Abstract
Introduction
Replacement of missing tooth has evolved from removable dentures to fixed dentures and recently to dental implants. The need of sufficient bone around the endosseous implant is critical for the success of the implant. The present study was aimed to evaluate the efficacy of a novel implant (HYBRID IMPLANT-submitted for patency) for replacement of the missing teeth.
Materials and methods
1. Research design A prospective research design with a follow up after 1st week ,2nd week ,3rd week,1st month ,3rd month,6th month and 1st year postoperatively. 2. Sampling method Population: All patients who reported for replacement of missing teeth. Inclusion criteria 1. All patients above the age group of 16years 2. Patients who need replacement of single or multiple teeth in the anterior or posterior region of the maxilla and mandible. Exclusion criteria 1. Medically compromised patients. 2. Patients having craniofacial syndromes. 3. Sample size 5 patients were selected taking into consideration the inclusion and exclusion Criteria. Results PAIN All the patients were non symptomatic during the 1st month to 1st year postoperative periods.
Mobility
We experienced mobility during the 1st and 2nd postoperative periods where the implants were inserted in the mandibular molar region.
Bone loss
Radiographic assessment showed no bone loss during the postoperative periods.
Conclusion
The novel implant (hybrid implant) showed good stability and minimum patient discomfort during one year postoperative period evaluation. The implant system leads to new prospect in the field of prosthetic rehabilitation.
Keywords: Hybrid, Implant, Ossteointergration, Rigid fixation
Introduction
Replacement of missing tooth has evolved from removable dentures to fixed dentures and recently to dental implants. Dental implants are conventionally intended to, substitute missing teeth in maxilla and mandible. In the field of prosthodontics the ultimate objective is to provide one or more artificial teeth which are firmly mounted within the mouth which will remain firm under the normal oral activities of the patient and which will appear natural to the sight.
Dental implants eliminate the need of trimming the adjacent teeth needed for placement of fixed partial denture.
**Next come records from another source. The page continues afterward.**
//! Extremadura en Datos dashboard
//!
//! Displays a line chart for one statistical indicator at a time. The user
//! picks an indicator from a dropdown grouped by category; the app fetches
//! its processed JSON file and redraws the single chart.
//!
//! Data flow:
//! 1. On mount, the embedded catalog is grouped by category and the first
//!    dataset is selected, which triggers the first render.
//! 2. Each selection change fetches `data/processed/<id>.json` relative to
//!    the page.
//! 3. The selection pipeline sorts the records by date, maps them to
//!    month/value pairs and replaces the live Chart.js instance. A failed
//!    fetch raises a browser alert and leaves the previous chart in place.

use dioxus::prelude::*;
use exd_chart_ui::components::{
    ChartContainer, ChartHeader, DatasetSelector, ErrorDisplay, LoadingSpinner,
};
use exd_chart_ui::js_bridge;
use exd_chart_ui::state::AppState;
use exd_core::catalog::{catalog, find};

/// Canvas DOM element ID used by Chart.js to render into.
const CHART_ID: &str = "dataset-chart";

fn main() {
    dioxus_logger::init(dioxus_logger::tracing::Level::INFO).expect("failed to init logger");
    dioxus::LaunchBuilder::new()
        .with_cfg(dioxus::web::Config::new().rootname("exd-root"))
        .launch(App);
}

#[component]
fn App() -> Element {
    let mut state = use_context_provider(|| AppState::new(CHART_ID));

    // Populate the selector once; selecting the first entry triggers a render.
    use_effect(move || {
        js_bridge::init_charts();
        state.populate(catalog());
    });

    // Load and render whenever the selection changes
    use_effect(move || {
        let dataset_id = (state.selected_dataset)();
        if dataset_id.is_empty() {
            return;
        }
        let Some(dataset) = find(&dataset_id) else {
            log::warn!("Selected dataset {} is not in the catalog", dataset_id);
            return;
        };
        spawn(state.load_and_render(dataset.id.clone(), dataset.display_title()));
    });

    let subtitle = find(&(state.selected_dataset)())
        .map(|d| format!("{} · {} · INE tabla {}", d.periodicity, d.geo, d.id))
        .unwrap_or_default();

    rsx! {
        div {
            style: "padding: 16px; font-family: -apple-system, BlinkMacSystemFont, 'Segoe UI', Roboto, sans-serif;",

            ChartHeader {
                title: "Extremadura en Datos".to_string(),
                subtitle: subtitle,
            }

            if let Some(err) = (state.error_msg)() {
                ErrorDisplay { message: err }
            } else if state.groups.read().is_empty() {
                LoadingSpinner {
                    message: "Cargando catálogo...".to_string(),
                }
            } else {
                DatasetSelector {}

                ChartContainer {
                    id: CHART_ID.to_string(),
                    loading: (state.loading)(),
                    height: 450,
                }
            }
        }
    }
}
//! Two-level dataset selector: one option group per category.

use crate::state::AppState;
use dioxus::prelude::*;

/// Dataset dropdown grouped by category.
/// Reads the grouped catalog from AppState and updates selected_dataset on change.
#[component]
pub fn DatasetSelector() -> Element {
    let mut state = use_context::<AppState>();
    let groups = state.groups.read().clone();
    let selected = (state.selected_dataset)();

    let on_change = move |evt: Event<FormData>| {
        state.selected_dataset.set(evt.value());
    };

    rsx! {
        div {
            style: "margin: 8px 0;",
            label {
                r#for: "dataset-select",
                style: "font-weight: bold; margin-right: 8px;",
                "Indicador: "
            }
            select {
                id: "dataset-select",
                onchange: on_change,
                for group in groups.iter() {
                    optgroup {
                        key: "{group.category}",
                        label: "{group.category}",
                        for dataset in group.datasets.iter() {
                            option {
                                key: "{dataset.id}",
                                value: "{dataset.id}",
                                selected: dataset.id == selected,
                                "{dataset.metric}"
                            }
                        }
                    }
                }
            }
        }
    }
}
The need of sufficient bone around the endosseous implant is critical for the success of the implant. In the maxillary sinus region the reduction of the bone height due to postextraction pneumatisation and resorption poses a challenge for implant placement. In the mandibular region if the height of bone is compromised, the placement of endosseous implant may lead to injury to the neurovascular bundle. Keeping in mind the above said difficulties we initiated a search for an implant system which will be cost effective and easy to use with adequate strength to support prosthesis. The present study was aimed to evaluate the efficacy of a novel implant (HYBRID IMPLANT-submitted for patency) for replacement of the missing teeth.
Aim of the study
To evaluate efficacy of hybrid implant for replacement of missing teeth.
Materials and Methods
Research Design
A prospective research design with a follow up after 1st, 2nd, 3rd week, 1st, 3rd, 6th month and 1st year postoperatively.
Sampling Method
Population: All patients who reported to the outpatient department of Mar Baselios Dental College, Kothmangalam for replacement of missing teeth according to the inclusion and exclusion criteria. Institutional ethical committee permission was obtained for conducting the study.
Inclusion criteria
All patients above the age group of 16 years
Patients who need replacement of single or multiple teeth in the anterior or posterior region of the maxilla and mandible.
Exclusion criteria
Medically compromised patients.
Patients having craniofacial syndromes.
Sample Size
Five patients were selected taking into consideration the inclusion and exclusion criteria (Table 1).
Table 1.
Sample size
| Site | Anterior (implant size) | Posterior (implant size) |
|---|---|---|
| Maxilla | 2 (Abutment: 2.5 mm diameter. Plate 0.5 mm thick and 35 mm length) | 2 (Abutment: 3.5 mm diameter. Plate 0.5 mm thick and 35 mm length) |
| Mandible | 5 (Abutment: 3.5 mm diameter. Plate 0.5 mm thick and 35 mm length) |
Implant Design
The implant consists of a long malleable plate having a length of 30–45 mm, thickness of 0.4–1 mm and breadth of 3–5 mm with screw holes and a stump called abutment, projecting from the flat surface of the plate (Fig. 1a, b).The prosthetic tooth can be fixed to the abutment. The implant is a prefabricated malleable thin elongated laminar plate having a vestibular anchoring part with at least three screw holes and a lingual or palate anchoring part with at least two screw holes for fixing at the most appropriate area of the jaw bone by means of screws. Out of the three screw holes in vestibular region minimum of two holes are used for anchoring and one screw hole on palatal and/or lingual side. Two arms on either side of the abutment are of variable length. However number of holes on the plate and the diameter and length of the abutment are also variable and is in the range of 1.5–7 mm diameter with 4–8 mm length. The length of abutment can be cut to size as required. These variations are decided according to the site of placement of the implant on the jaw. The elongated laminar plate, abutment and screws are made of titanium (Ti6Al4V).
Fig. 1.
Hybrid implant
The screws are of variable length and size ranging from 4 to 12 mm length and 1.5 to 2.5 mm diameter, which are meant to screw the plate to the alveolar bone. The screws on the vestibular and lingual/palatal plate are positioned in such a way that the screw ends do not meet each other.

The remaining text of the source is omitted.